**Input data:**

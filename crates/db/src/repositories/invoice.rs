//! Invoice repository.
//!
//! Invoices reference a transaction and an externally stored document.
//! Soft-deletable like transactions.

use chrono::Utc;
use sea_orm::{
    ActiveModelTrait, ColumnTrait, DatabaseConnection, DbErr, EntityTrait, QueryFilter,
    QueryOrder, Set,
};
use uuid::Uuid;

use crate::entities::{
    invoices, transactions,
    sea_orm_active_enums::{InvoiceKind, InvoiceStatus},
};

/// Error types for invoice operations.
#[derive(Debug, thiserror::Error)]
pub enum InvoiceError {
    /// Invoice not found (or soft-deleted).
    #[error("Invoice not found: {0}")]
    NotFound(Uuid),

    /// Owning transaction not found.
    #[error("Transaction not found: {0}")]
    TransactionNotFound(Uuid),

    /// Database error.
    #[error("Database error: {0}")]
    Database(#[from] DbErr),
}

/// Input for creating an invoice.
#[derive(Debug, Clone)]
pub struct CreateInvoiceInput {
    /// Owning transaction.
    pub transaction_id: Uuid,
    /// Reference to the stored document.
    pub file_url: String,
    /// Optional invoice number.
    pub invoice_number: Option<String>,
    /// Document kind.
    pub kind: InvoiceKind,
    /// Initial status; defaults to pending.
    pub status: Option<InvoiceStatus>,
    /// Optional due date.
    pub due_date: Option<chrono::NaiveDate>,
    /// Free-form notes.
    pub notes: Option<String>,
}

/// Filters for listing invoices.
#[derive(Debug, Clone, Default)]
pub struct InvoiceFilter {
    /// Only invoices of this transaction.
    pub transaction_id: Option<Uuid>,
    /// Only invoices of this kind.
    pub kind: Option<InvoiceKind>,
    /// Only invoices with this status.
    pub status: Option<InvoiceStatus>,
}

/// Invoice repository.
#[derive(Debug, Clone)]
pub struct InvoiceRepository {
    db: DatabaseConnection,
}

impl InvoiceRepository {
    /// Creates a new invoice repository.
    #[must_use]
    pub const fn new(db: DatabaseConnection) -> Self {
        Self { db }
    }

    /// Creates an invoice.
    ///
    /// # Errors
    ///
    /// Returns an error if the owning transaction does not exist or the
    /// database operation fails.
    pub async fn create(&self, input: CreateInvoiceInput) -> Result<invoices::Model, InvoiceError> {
        let _transaction = transactions::Entity::find_by_id(input.transaction_id)
            .filter(transactions::Column::DeletedAt.is_null())
            .one(&self.db)
            .await?
            .ok_or(InvoiceError::TransactionNotFound(input.transaction_id))?;

        let now = Utc::now().into();
        let invoice = invoices::ActiveModel {
            id: Set(Uuid::new_v4()),
            transaction_id: Set(input.transaction_id),
            file_url: Set(input.file_url),
            invoice_number: Set(input.invoice_number),
            kind: Set(input.kind),
            status: Set(input.status.unwrap_or(InvoiceStatus::Pending)),
            due_date: Set(input.due_date),
            notes: Set(input.notes),
            deleted_at: Set(None),
            created_at: Set(now),
            updated_at: Set(now),
        };

        let created = invoice.insert(&self.db).await?;
        Ok(created)
    }

    /// Gets a non-deleted invoice by ID.
    ///
    /// # Errors
    ///
    /// Returns an error if the invoice is missing, soft-deleted, or the
    /// query fails.
    pub async fn get(&self, invoice_id: Uuid) -> Result<invoices::Model, InvoiceError> {
        invoices::Entity::find_by_id(invoice_id)
            .filter(invoices::Column::DeletedAt.is_null())
            .one(&self.db)
            .await?
            .ok_or(InvoiceError::NotFound(invoice_id))
    }

    /// Lists non-deleted invoices, newest first.
    ///
    /// # Errors
    ///
    /// Returns an error if the database query fails.
    pub async fn list(&self, filter: InvoiceFilter) -> Result<Vec<invoices::Model>, InvoiceError> {
        let mut query = invoices::Entity::find().filter(invoices::Column::DeletedAt.is_null());

        if let Some(transaction_id) = filter.transaction_id {
            query = query.filter(invoices::Column::TransactionId.eq(transaction_id));
        }
        if let Some(kind) = filter.kind {
            query = query.filter(invoices::Column::Kind.eq(kind));
        }
        if let Some(status) = filter.status {
            query = query.filter(invoices::Column::Status.eq(status));
        }

        let rows = query
            .order_by_desc(invoices::Column::CreatedAt)
            .all(&self.db)
            .await?;
        Ok(rows)
    }

    /// Soft-deletes an invoice.
    ///
    /// # Errors
    ///
    /// Returns an error if the invoice is missing or the operation fails.
    pub async fn soft_delete(&self, invoice_id: Uuid) -> Result<(), InvoiceError> {
        let invoice = self.get(invoice_id).await?;

        let mut active: invoices::ActiveModel = invoice.into();
        active.deleted_at = Set(Some(Utc::now().into()));
        active.updated_at = Set(Utc::now().into());
        active.update(&self.db).await?;

        Ok(())
    }
}
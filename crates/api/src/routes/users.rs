//! User management routes (admin-gated).

use axum::{
    Json, Router,
    extract::{Path, State},
    http::StatusCode,
    response::IntoResponse,
    routing::{get, post, put},
};
use serde::Deserialize;
use serde_json::json;
use tracing::{error, info};
use uuid::Uuid;

use crate::AppState;
use crate::middleware::AuthUser;
use crate::routes::{error_response, internal_error};
use gasto_core::auth::{hash_password, validate_password_strength};
use gasto_core::policy::{self, Action};
use gasto_db::UserRepository;
use gasto_db::entities::sea_orm_active_enums::UserRole;
use gasto_db::repositories::user::{CreateUserInput, UpdateUserInput, UserError};

/// Creates the user routes.
pub fn routes() -> Router<AppState> {
    Router::new()
        .route("/users/create", post(create_user))
        .route("/users/all", get(list_users))
        .route("/users/update/{id}", put(update_user))
}

/// Request body for creating a user.
#[derive(Debug, Deserialize)]
pub struct CreateUserBody {
    /// First name.
    pub first_name: String,
    /// Last name.
    pub last_name: String,
    /// Email.
    pub email: String,
    /// Password.
    pub password: String,
    /// Role: admin, user. Defaults to user.
    pub role: Option<String>,
    /// Department assignment.
    pub department_id: Option<Uuid>,
}

/// Request body for updating a user.
#[derive(Debug, Deserialize)]
pub struct UpdateUserBody {
    /// New first name.
    pub first_name: Option<String>,
    /// New last name.
    pub last_name: Option<String>,
    /// New department.
    pub department_id: Option<Uuid>,
    /// New role.
    pub role: Option<String>,
    /// New active flag.
    pub is_active: Option<bool>,
}

fn parse_role(s: &str) -> Option<UserRole> {
    policy::Role::parse(s).map(UserRole::from)
}

/// POST `/users/create` - Create a user in the admin's company.
async fn create_user(
    State(state): State<AppState>,
    auth: AuthUser,
    Json(payload): Json<CreateUserBody>,
) -> impl IntoResponse {
    if !policy::can(&auth.actor(), Action::CreateUser) {
        return error_response(
            StatusCode::FORBIDDEN,
            "forbidden",
            "Only administrators can create users",
        );
    }

    let role = match payload.role.as_deref() {
        Some(raw) => match parse_role(raw) {
            Some(role) => role,
            None => {
                return error_response(
                    StatusCode::BAD_REQUEST,
                    "invalid_role",
                    "Role must be one of: admin, user",
                );
            }
        },
        None => UserRole::User,
    };

    if let Err(e) = validate_password_strength(&payload.password) {
        return error_response(StatusCode::BAD_REQUEST, "weak_password", e.to_string());
    }

    let password_hash = match hash_password(&payload.password) {
        Ok(hash) => hash,
        Err(e) => {
            error!(error = %e, "Failed to hash password");
            return internal_error();
        }
    };

    let repo = UserRepository::new((*state.db).clone());
    let input = CreateUserInput {
        company_id: auth.company_id(),
        department_id: payload.department_id,
        first_name: payload.first_name,
        last_name: payload.last_name,
        email: payload.email,
        password_hash,
        role,
        created_by: auth.user_id(),
    };

    match repo.create_user(input).await {
        Ok(user) => {
            info!(user_id = %user.id, company_id = %user.company_id, "User created");
            (StatusCode::CREATED, Json(json!({ "user": user }))).into_response()
        }
        Err(e) => map_user_error(&e),
    }
}

/// GET `/users/all` - Users of the caller's company.
async fn list_users(State(state): State<AppState>, auth: AuthUser) -> impl IntoResponse {
    let repo = UserRepository::new((*state.db).clone());

    match repo.list_by_company(auth.company_id()).await {
        Ok(users) => (StatusCode::OK, Json(json!({ "users": users }))).into_response(),
        Err(e) => map_user_error(&e),
    }
}

/// PUT `/users/update/{id}` - Update a user (admin only).
async fn update_user(
    State(state): State<AppState>,
    auth: AuthUser,
    Path(id): Path<Uuid>,
    Json(payload): Json<UpdateUserBody>,
) -> impl IntoResponse {
    if !policy::can(&auth.actor(), Action::UpdateUser) {
        return error_response(
            StatusCode::FORBIDDEN,
            "forbidden",
            "Only administrators can update users",
        );
    }

    let role = match payload.role.as_deref() {
        Some(raw) => match parse_role(raw) {
            Some(role) => Some(role),
            None => {
                return error_response(
                    StatusCode::BAD_REQUEST,
                    "invalid_role",
                    "Role must be one of: admin, user",
                );
            }
        },
        None => None,
    };

    let repo = UserRepository::new((*state.db).clone());
    let input = UpdateUserInput {
        first_name: payload.first_name,
        last_name: payload.last_name,
        department_id: payload.department_id.map(Some),
        role,
        is_active: payload.is_active,
    };

    match repo.update_user(id, input).await {
        Ok(user) => (StatusCode::OK, Json(json!({ "user": user }))).into_response(),
        Err(e) => map_user_error(&e),
    }
}

/// Maps user errors to HTTP responses.
fn map_user_error(e: &UserError) -> axum::response::Response {
    match e {
        UserError::NotFound(id) => error_response(
            StatusCode::NOT_FOUND,
            "not_found",
            format!("User not found: {id}"),
        ),
        UserError::DuplicateEmail(email) => error_response(
            StatusCode::CONFLICT,
            "duplicate_email",
            format!("Email already registered: {email}"),
        ),
        UserError::Database(e) => {
            error!(error = %e, "User operation failed");
            internal_error()
        }
    }
}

**Brief:**
Write out the records above exactly, from the opening line to the line with "transaction not found.", including both, with nothing added.

**Task response:**
filename crates/db/src/repositories/invoice.rs
//! Invoice repository.
//!
//! Invoices reference a transaction and an externally stored document.
//! Soft-deletable like transactions.

use chrono::Utc;
use sea_orm::{
    ActiveModelTrait, ColumnTrait, DatabaseConnection, DbErr, EntityTrait, QueryFilter,
    QueryOrder, Set,
};
use uuid::Uuid;

use crate::entities::{
    invoices, transactions,
    sea_orm_active_enums::{InvoiceKind, InvoiceStatus},
};

/// Error types for invoice operations.
#[derive(Debug, thiserror::Error)]
pub enum InvoiceError {
    /// Invoice not found (or soft-deleted).
    #[error("Invoice not found: {0}")]
    NotFound(Uuid),

    /// Owning transaction not found.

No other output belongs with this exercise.